Records from a collection
#####
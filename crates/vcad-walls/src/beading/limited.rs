//! Bead count cap.

use tracing::warn;
use vcad_walls_math::Coord;

use super::{ensure_wrappable, Beading, BeadingStrategy, BoxedStrategy, StrategyParams};
use crate::error::{Result, WallError};

/// Optimal thickness reported for counts above the cap.
const UNREACHABLE_THICKNESS: Coord = 10_000_000;

/// Caps the number of beads.
///
/// Thickness beyond the cap becomes left-over in the middle of the wall.
/// Whenever an even cap is reached a zero-width marker bead is inserted at
/// index `max_bead_count / 2`, at the inner edge of the walls. This step
/// depends on the final bead count of everything it wraps, so it is
/// terminal: no other step may wrap it.
#[derive(Debug)]
pub struct LimitedBeadingStrategy {
    params: StrategyParams,
    parent: BoxedStrategy,
    max_bead_count: usize,
}

impl LimitedBeadingStrategy {
    /// Wrap `parent` with a bead count cap.
    pub fn new(max_bead_count: usize, parent: BoxedStrategy) -> Result<Self> {
        ensure_wrappable(parent.as_ref(), "LimitedBeadingStrategy")?;
        if max_bead_count == 0 {
            return Err(WallError::InvalidStrategy(
                "maximum bead count must be positive".into(),
            ));
        }
        if max_bead_count % 2 == 1 {
            warn!(max_bead_count, "odd bead count cap, no inner marker bead will be produced");
        }
        Ok(Self {
            params: *parent.params(),
            parent,
            max_bead_count,
        })
    }

    fn insert_marker(&self, ret: &mut Beading) {
        let half = self.max_bead_count / 2;
        if half == 0 || ret.bead_widths.len() < half {
            return;
        }
        let location = ret.toolpath_locations[half - 1] + ret.bead_widths[half - 1] / 2;
        ret.toolpath_locations.insert(half, location);
        ret.bead_widths.insert(half, 0);
    }
}

impl BeadingStrategy for LimitedBeadingStrategy {
    fn compute(&self, thickness: Coord, bead_count: usize) -> Beading {
        let max = self.max_bead_count;
        if bead_count <= max {
            let mut ret = self.parent.compute(thickness, bead_count);
            let count = ret.bead_widths.len();
            if count % 2 == 0 && count == max {
                self.insert_marker(&mut ret);
            }
            return ret;
        }
        if bead_count != max + 1 {
            warn!(bead_count, max, "bead count exceeds the cap by more than one");
        }

        let optimal_thickness = self.parent.optimal_thickness(max);
        let mut ret = self.parent.compute(optimal_thickness, max);
        let count = ret.bead_widths.len();
        ret.left_over += thickness - ret.total_thickness;
        ret.total_thickness = thickness;

        // Mirror the outer half onto the inner half around the centre.
        if count % 2 == 1 {
            ret.toolpath_locations[count / 2] = thickness / 2;
        }
        for i in 0..count / 2 {
            ret.toolpath_locations[count - 1 - i] = thickness - ret.toolpath_locations[i];
        }
        if count % 2 == 0 && count == max {
            self.insert_marker(&mut ret);
        }
        ret
    }

    fn params(&self) -> &StrategyParams {
        &self.params
    }

    fn name(&self) -> String {
        format!("LimitedBeadCount+{}", self.parent.name())
    }

    fn optimal_thickness(&self, bead_count: usize) -> Coord {
        if bead_count <= self.max_bead_count {
            self.parent.optimal_thickness(bead_count)
        } else {
            UNREACHABLE_THICKNESS
        }
    }

    fn transition_thickness(&self, lower_bead_count: usize) -> Coord {
        let max = self.max_bead_count;
        if lower_bead_count < max {
            self.parent.transition_thickness(lower_bead_count)
        } else if lower_bead_count == max {
            self.parent.optimal_thickness(lower_bead_count + 1) - 10
        } else {
            UNREACHABLE_THICKNESS - 1_000_000
        }
    }

    fn optimal_bead_count(&self, thickness: Coord) -> usize {
        let max = self.max_bead_count;
        let parent_count = self.parent.optimal_bead_count(thickness);
        if parent_count <= max {
            parent_count
        } else if parent_count == max + 1
            && thickness < self.parent.optimal_thickness(max + 1) - 10
        {
            max
        } else {
            max + 1
        }
    }

    fn transitioning_length(&self, lower_bead_count: usize) -> Coord {
        self.parent.transitioning_length(lower_bead_count)
    }

    fn transition_anchor_pos(&self, lower_bead_count: usize) -> f64 {
        self.parent.transition_anchor_pos(lower_bead_count)
    }

    fn nonlinear_thicknesses(&self, lower_bead_count: usize) -> Vec<Coord> {
        self.parent.nonlinear_thicknesses(lower_bead_count)
    }

    fn is_terminal(&self) -> bool {
        true
    }
}

#[cfg(test)]
mod tests {
    use super::*;
    use crate::beading::test_support::assert_consistent;
    use crate::beading::{DistributedBeadingStrategy, RedistributeBeadingStrategy};

    fn base() -> BoxedStrategy {
        let distributed =
            DistributedBeadingStrategy::new(400, 400, std::f64::consts::FRAC_PI_4, 0.5, 0.5, 2.0)
                .unwrap();
        Box::new(RedistributeBeadingStrategy::new(400, 0.5, Box::new(distributed)).unwrap())
    }

    #[test]
    fn test_over_cap_inserts_one_marker() {
        let s = LimitedBeadingStrategy::new(6, base()).unwrap();
        let thickness = 2800;
        assert_eq!(s.optimal_bead_count(thickness), 7);
        let b = s.compute(thickness, 7);
        assert_consistent(&b);
        assert_eq!(b.bead_widths.len(), 7);
        assert_eq!(b.bead_widths[3], 0);
        assert_eq!(b.printed_bead_count(), 6);
        assert_eq!(b.toolpath_locations[3], 1200);
        assert_eq!(b.left_over, 400);
        // mirrored
        assert_eq!(b.toolpath_locations[0], 200);
        assert_eq!(b.toolpath_locations[6], 2600);
    }

    #[test]
    fn test_at_cap_even_inserts_marker() {
        let s = LimitedBeadingStrategy::new(4, base()).unwrap();
        let b = s.compute(1600, 4);
        assert_consistent(&b);
        assert_eq!(b.bead_widths, vec![400, 400, 0, 400, 400]);
        assert_eq!(b.toolpath_locations[2], 800);
    }

    #[test]
    fn test_below_cap_untouched() {
        let s = LimitedBeadingStrategy::new(6, base()).unwrap();
        let b = s.compute(1200, 3);
        assert_eq!(b.bead_widths.len(), 3);
        assert!(b.bead_widths.iter().all(|&w| w > 0));
    }

    #[test]
    fn test_thickness_queries() {
        let s = LimitedBeadingStrategy::new(4, base()).unwrap();
        assert_eq!(s.optimal_thickness(4), 1600);
        assert_eq!(s.optimal_thickness(5), UNREACHABLE_THICKNESS);
        assert_eq!(s.transition_thickness(4), 2000 - 10);
        assert_eq!(s.optimal_bead_count(1995), 5);
        assert_eq!(s.optimal_bead_count(1900), 4);
        assert_eq!(s.optimal_bead_count(100_000), 5);
    }

    #[test]
    fn test_is_terminal() {
        let s = LimitedBeadingStrategy::new(4, base()).unwrap();
        assert!(s.is_terminal());
        let wrapped = LimitedBeadingStrategy::new(4, Box::new(s));
        assert!(matches!(wrapped, Err(WallError::TerminalParent { .. })));
        assert!(LimitedBeadingStrategy::new(0, base()).is_err());
    }
}
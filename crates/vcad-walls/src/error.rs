//! Error types for wall generation.

use thiserror::Error;

/// Errors surfaced to callers of wall generation.
///
/// Only structurally invalid parameters are errors. Degenerate outlines
/// produce empty output and graph inconsistencies are logged and skipped.
#[derive(Error, Debug, Clone, PartialEq)]
pub enum WallError {
    /// Invalid wall settings.
    #[error("invalid settings: {0}")]
    InvalidSettings(String),

    /// A beading strategy was constructed with invalid parameters.
    #[error("invalid beading strategy: {0}")]
    InvalidStrategy(String),

    /// A strategy tried to wrap a step that must stay outermost.
    #[error("{wrapper} cannot wrap {parent}: bead count limiting must be the outermost step")]
    TerminalParent {
        /// Name of the wrapping strategy.
        wrapper: &'static str,
        /// Description of the wrapped chain.
        parent: String,
    },
}

/// Result type for wall generation.
pub type Result<T> = std::result::Result<T, WallError>;
//! Exact orientation and in-circle predicates.
//!
//! Integer micron coordinates convert losslessly to `f64` for any
//! realistic print bed, so Shewchuk's adaptive predicates from the
//! `robust` crate give exact answers for them.

use robust::Coord as RobustCoord;

use crate::Point;

/// Result of an orientation test.
#[derive(Debug, Clone, Copy, PartialEq, Eq)]
pub enum Orientation {
    /// Points are arranged counter-clockwise (left turn).
    CounterClockwise,
    /// Points are arranged clockwise (right turn).
    Clockwise,
    /// Points are collinear.
    Collinear,
}

impl Orientation {
    /// Returns true if the orientation is counter-clockwise.
    #[inline]
    pub fn is_ccw(self) -> bool {
        matches!(self, Orientation::CounterClockwise)
    }

    /// Returns true if the orientation is clockwise.
    #[inline]
    pub fn is_cw(self) -> bool {
        matches!(self, Orientation::Clockwise)
    }
}

#[inline]
fn rc(p: Point) -> RobustCoord<f64> {
    RobustCoord {
        x: p.x as f64,
        y: p.y as f64,
    }
}

/// Orientation of the triangle `a`, `b`, `c`.
pub fn orient2d(a: Point, b: Point, c: Point) -> Orientation {
    let det = robust::orient2d(rc(a), rc(b), rc(c));
    if det > 0.0 {
        Orientation::CounterClockwise
    } else if det < 0.0 {
        Orientation::Clockwise
    } else {
        Orientation::Collinear
    }
}

/// Whether `d` lies strictly inside the circumcircle of the
/// counter-clockwise triangle `a`, `b`, `c`.
pub fn in_circle(a: Point, b: Point, c: Point, d: Point) -> bool {
    robust::incircle(rc(a), rc(b), rc(c), rc(d)) > 0.0
}

#[cfg(test)]
mod tests {
    use super::*;

    #[test]
    fn test_orient2d() {
        let a = Point::new(0, 0);
        let b = Point::new(1000, 0);
        assert!(orient2d(a, b, Point::new(500, 1)).is_ccw());
        assert!(orient2d(a, b, Point::new(500, -1)).is_cw());
        assert_eq!(orient2d(a, b, Point::new(2000, 0)), Orientation::Collinear);
    }

    #[test]
    fn test_in_circle() {
        let a = Point::new(0, 0);
        let b = Point::new(1000, 0);
        let c = Point::new(0, 1000);
        assert!(in_circle(a, b, c, Point::new(500, 500)));
        assert!(in_circle(a, b, c, Point::new(999, 999)));
        // cocircular
        assert!(!in_circle(a, b, c, Point::new(1000, 1000)));
        assert!(!in_circle(a, b, c, Point::new(2000, 2000)));
    }
}
//! Skeletal trapezoidation of an outline.
//!
//! The outline's Voronoi diagram is turned into a half-edge graph whose
//! faces are quads standing on the outline. Every node knows its distance
//! to the outline, so walking up a quad is walking into the material.
//! Bead counts are decided on the central parts of the skeleton, smoothed
//! into transitions, and finally every quad contributes one segment per
//! bead to the toolpaths.
//!
//! Stages, in order:
//!
//! 1. mark central edges and assign bead counts ([`central`])
//! 2. place, filter and apply bead count transitions ([`transitions`])
//! 3. compute and propagate beadings, then connect junctions into lines
//!    ([`toolpaths`])

mod central;
mod construct;
mod delaunay;
pub mod graph;
mod toolpaths;
mod transitions;

pub use construct::{build_graph, OutlineIndex};
pub use delaunay::{triangulate, Triangulation};
pub use graph::{EdgeId, EdgeKind, NodeId, SkeletalGraph};

use serde::{Deserialize, Serialize};
use tracing::debug;
use vcad_walls_math::{mm_to_coord, Coord};

use crate::beading::BeadingStrategy;
use crate::diagnostics::Diagnostics;
use crate::extrusion::VariableWidthLines;
use crate::polygon::Polygon;

/// Transition ends closer than this to a node with the same bead count
/// are snapped onto the node.
pub const SNAP_DIST: Coord = 20;

/// Tuning of the skeletal graph engine.
#[derive(Debug, Clone, Copy, PartialEq, Serialize, Deserialize)]
pub struct SkeletonParams {
    /// Longest skeleton edge between two Voronoi vertices; also the
    /// shortest central edge that gets extra ribs.
    pub discretization_step: Coord,
    /// Transitions closer together than this are dissolved.
    pub transition_filter_dist: Coord,
    /// Largest line width error a dissolved transition may introduce.
    pub allowed_filter_deviation: Coord,
    /// Distance over which beadings propagated from above and below blend.
    pub beading_propagation_transition_dist: Coord,
    /// Spacing of the outline samples the Voronoi diagram is built from.
    pub skeleton_resolution: Coord,
}

impl Default for SkeletonParams {
    fn default() -> Self {
        Self {
            discretization_step: mm_to_coord(0.8),
            transition_filter_dist: mm_to_coord(100.0),
            allowed_filter_deviation: 25,
            beading_propagation_transition_dist: mm_to_coord(0.4),
            skeleton_resolution: 100,
        }
    }
}

/// Persistent beading of a node together with how far it was carried.
#[derive(Debug, Clone, PartialEq)]
struct BeadingPropagation {
    beading: crate::beading::Beading,
    dist_to_bottom_source: Coord,
    dist_from_top_source: Coord,
    is_upward_propagated_only: bool,
}

impl BeadingPropagation {
    fn new(beading: crate::beading::Beading) -> Self {
        Self {
            beading,
            dist_to_bottom_source: 0,
            dist_from_top_source: 0,
            is_upward_propagated_only: false,
        }
    }
}

/// The skeletal graph engine for one outline.
#[derive(Debug)]
pub struct SkeletalTrapezoidation<'a> {
    graph: SkeletalGraph,
    strategy: &'a dyn BeadingStrategy,
    params: SkeletonParams,
    diagnostics: Diagnostics,
    beadings: Vec<BeadingPropagation>,
    toolpaths: Vec<VariableWidthLines>,
}

impl<'a> SkeletalTrapezoidation<'a> {
    /// Build the skeleton of a cleaned outline.
    pub fn new(
        outline: &[Polygon],
        strategy: &'a dyn BeadingStrategy,
        params: SkeletonParams,
        diagnostics: Diagnostics,
    ) -> Self {
        let graph = build_graph(
            outline,
            params.skeleton_resolution,
            params.discretization_step,
            &diagnostics,
        );
        Self {
            graph,
            strategy,
            params,
            diagnostics,
            beadings: Vec::new(),
            toolpaths: Vec::new(),
        }
    }

    /// The skeleton in its current state.
    pub fn graph(&self) -> &SkeletalGraph {
        &self.graph
    }

    /// Run the whole pipeline and return the toolpaths, binned by inset.
    pub fn generate_toolpaths(mut self) -> Vec<VariableWidthLines> {
        if self.graph.edges.is_empty() {
            return Vec::new();
        }
        self.update_is_central();
        self.update_bead_count();
        self.filter_noncentral_regions();
        self.trace("bead counts assigned");

        self.generate_transitioning_ribs();
        self.generate_extra_ribs();
        self.trace("transitions applied");

        self.generate_segments();
        if self.diagnostics.skeleton {
            debug!(
                insets = self.toolpaths.len(),
                lines = self.toolpaths.iter().map(Vec::len).sum::<usize>(),
                "toolpaths generated"
            );
        }
        self.toolpaths
    }

    fn trace(&self, stage: &str) {
        if !self.diagnostics.skeleton {
            return;
        }
        let central = self
            .graph
            .edges
            .values()
            .filter(|e| e.central == Some(true))
            .count();
        debug!(
            stage,
            nodes = self.graph.nodes.len(),
            edges = self.graph.edges.len(),
            central,
            "skeleton state"
        );
    }
}
/// Move the zero-width marker walls out of the toolpaths and return them
/// as the inner contour, oriented by even-odd nesting.
fn separate_inner_contour(toolpaths: &mut Vec<VariableWidthLines>) -> Vec<Polygon> {
    let mut inner_contour = Vec::new();
    toolpaths.retain(|wall| {
        let is_contour = !wall.is_empty()
            && wall
                .iter()
                .all(|line| line.junctions.first().map_or(true, |j| j.w == 0));
        if !is_contour {
            return true;
        }
        for line in wall {
            // odd markers do not bound anything
            if line.is_odd || !line.is_closed {
                continue;
            }
            let mut ring = line.to_polygon();
            if ring.len() > 1 && ring.points.first() == ring.points.last() {
                ring.points.pop();
            }
            if ring.len() >= 3 {
                inner_contour.push(ring);
            }
        }
        false
    });
    normalize_orientation(&mut inner_contour);
    inner_contour
}

fn remove_empty_toolpaths(toolpaths: &mut Vec<VariableWidthLines>) {
    for wall in toolpaths.iter_mut() {
        wall.retain(|line| !line.is_empty());
    }
    toolpaths.retain(|wall| !wall.is_empty());
}
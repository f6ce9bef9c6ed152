//! Checked division and interpolation helpers.
//!
//! Every ratio in the strategy chain and the skeletal graph goes through
//! these functions. A degenerate denominator or an out-of-range ratio
//! returns a defined fallback and logs a warning instead of propagating
//! NaN or an out-of-range position into the graph.

use tracing::warn;
use vcad_walls_math::Coord;

/// Smallest denominator magnitude treated as non-zero.
pub const MIN_DENOMINATOR: f64 = 1e-9;

/// Lower bound of a transition anchor position.
pub const MIN_ANCHOR: f64 = 0.1;

/// Upper bound of a transition anchor position.
pub const MAX_ANCHOR: f64 = 0.9;

/// `num / den`, or `fallback` when `den` is (nearly) zero.
pub fn checked_ratio(num: f64, den: f64, fallback: f64, context: &str) -> f64 {
    if den.abs() < MIN_DENOMINATOR || !num.is_finite() || !den.is_finite() {
        warn!(num, den, fallback, context, "degenerate denominator, using fallback");
        return fallback;
    }
    num / den
}

/// Clamp `value` into `[lo, hi]`, warning when it was off by more than `0.01`.
pub fn clamp_logged(value: f64, lo: f64, hi: f64, context: &str) -> f64 {
    let clamped = if value.is_nan() { lo } else { value.clamp(lo, hi) };
    if (clamped - value).abs() > 0.01 || value.is_nan() {
        warn!(value, clamped, context, "value outside valid range, clamped");
    }
    clamped
}

/// Relative position of a transition anchor between two optimal thicknesses.
///
/// Computes `1 - (transition - lower) / (upper - lower)` and clamps it to
/// `[0.1, 0.9]`. A non-positive denominator yields `0.5`.
pub fn transition_anchor(lower_optimum: Coord, transition: Coord, upper_optimum: Coord) -> f64 {
    let denominator = upper_optimum - lower_optimum;
    if denominator <= 0 {
        warn!(
            lower_optimum,
            transition, upper_optimum, "non-increasing optimal thicknesses, anchor set to 0.5"
        );
        return 0.5;
    }
    let raw = 1.0 - (transition - lower_optimum) as f64 / denominator as f64;
    clamp_logged(raw, MIN_ANCHOR, MAX_ANCHOR, "transition anchor")
}

/// Fraction `pos / len` clamped to `[0, 1]`; zero for an empty interval.
pub fn unit_ratio(pos: Coord, len: Coord, context: &str) -> f64 {
    if len == 0 {
        return 0.0;
    }
    clamp_logged(pos as f64 / len as f64, 0.0, 1.0, context)
}

/// Linear interpolation between two integer values, rounded.
pub fn lerp_coord(a: Coord, b: Coord, t: f64) -> Coord {
    a + ((b - a) as f64 * t).round() as Coord
}

/// Keep an interpolated transition rest within the rests of both ends.
///
/// The rest at an intermediate node must lie between `start_rest` and
/// `end_rest`; anything outside is clamped with a warning.
pub fn clamp_rest(rest: f64, start_rest: f64, end_rest: f64) -> f64 {
    let lo = start_rest.min(end_rest);
    let hi = start_rest.max(end_rest);
    if rest.is_nan() {
        warn!(start_rest, end_rest, "transition rest is NaN, using start rest");
        return start_rest;
    }
    if rest < lo || rest > hi {
        warn!(rest, start_rest, end_rest, "transition rest out of range, clamped");
        return rest.clamp(lo, hi);
    }
    rest
}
#####
What you will do: In the lines above, find the word "BoxedStrategy" and copy each line that contains it.

Answer:
use super::{ensure_wrappable, Beading, BeadingStrategy, BoxedStrategy, StrategyParams};
    parent: BoxedStrategy,
    pub fn new(max_bead_count: usize, parent: BoxedStrategy) -> Result<Self> {
    fn base() -> BoxedStrategy {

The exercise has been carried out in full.